▶ Assigned task:
All of the data must be output without alteration.

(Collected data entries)
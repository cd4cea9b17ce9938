//! Node operations on a hierarchical coordination store

use crate::Result;
use async_trait::async_trait;

/// Lifetime of a created node
#[derive(Clone, Copy, Debug, Default, PartialEq, Eq)]
pub enum CreateMode {
    /// Survives the session that created it
    #[default]
    Persistent,
    /// Removed when the creating session ends
    Ephemeral,
}

/// Permission bits granted by an ACL entry
#[derive(Clone, Copy, Debug, PartialEq, Eq)]
pub struct Perms(pub u32);

impl Perms {
    pub const ALL: Perms = Perms(0x1f);
}

/// Access control entry attached to a node
#[derive(Clone, Debug, PartialEq, Eq)]
pub struct Acl {
    pub perms: Perms,
    pub scheme: String,
    pub id: String,
}

impl Acl {
    /// Open ACL: anyone may do anything
    pub fn world_all() -> Vec<Acl> {
        vec![Acl {
            perms: Perms::ALL,
            scheme: "world".to_string(),
            id: "anyone".to_string(),
        }]
    }
}

/// Client side of a coordination store session.
///
/// `version` arguments follow the store's optimistic concurrency rules: `None`
/// matches any version, `Some(v)` fails with `BadVersion` unless the node is
/// currently at `v`.
#[async_trait]
pub trait CoordinationStore: Send + Sync {
    /// Whether the session is usable
    fn is_connected(&self) -> bool;

    async fn exists(&self, path: &str) -> Result<bool>;

    async fn create(&self, path: &str, data: &[u8], mode: CreateMode, acl: &[Acl]) -> Result<()>;

    /// Names of the direct children of `path`
    async fn children(&self, path: &str) -> Result<Vec<String>>;

    async fn set_data(&self, path: &str, data: &[u8], version: Option<i32>) -> Result<()>;

    async fn delete(&self, path: &str, version: Option<i32>) -> Result<()>;
}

▶ Output below:
repository cd4cea9b17ce9938
//! Node operations on a hierarchical coordination store

use crate::Result;
use async_trait::async_trait;

/// Lifetime of a created node
#[derive(Clone, Copy, Debug, Default, PartialEq, Eq)]
pub enum CreateMode {
    /// Survives the session that created it
    #[default]
    Persistent,
    /// Removed when the creating session ends
    Ephemeral,
}

/// Permission bits granted by an ACL entry
#[derive(Clone, Copy, Debug, PartialEq, Eq)]
pub struct Perms(pub u32);

impl Perms {
    pub const ALL: Perms = Perms(0x1f);
}

/// Access control entry attached to a node
#[derive(Clone, Debug, PartialEq, Eq)]
pub struct Acl {
    pub perms: Perms,
    pub scheme: String,
    pub id: String,
}

impl Acl {
    /// Open ACL: anyone may do anything
    pub fn world_all() -> Vec<Acl> {
        vec![Acl {
            perms: Perms::ALL,
            scheme: "world".to_string(),
            id: "anyone".to_string(),
        }]
    }
}

/// Client side of a coordination store session.
///
/// `version` arguments follow the store's optimistic concurrency rules: `None`
/// matches any version, `Some(v)` fails with `BadVersion` unless the node is
/// currently at `v`.
#[async_trait]
pub trait CoordinationStore: Send + Sync {
    /// Whether the session is usable
    fn is_connected(&self) -> bool;

    async fn exists(&self, path: &str) -> Result<bool>;

    async fn create(&self, path: &str, data: &[u8], mode: CreateMode, acl: &[Acl]) -> Result<()>;

    /// Names of the direct children of `path`
    async fn children(&self, path: &str) -> Result<Vec<String>>;

    async fn set_data(&self, path: &str, data: &[u8], version: Option<i32>) -> Result<()>;

    async fn delete(&self, path: &str, version: Option<i32>) -> Result<()>;
}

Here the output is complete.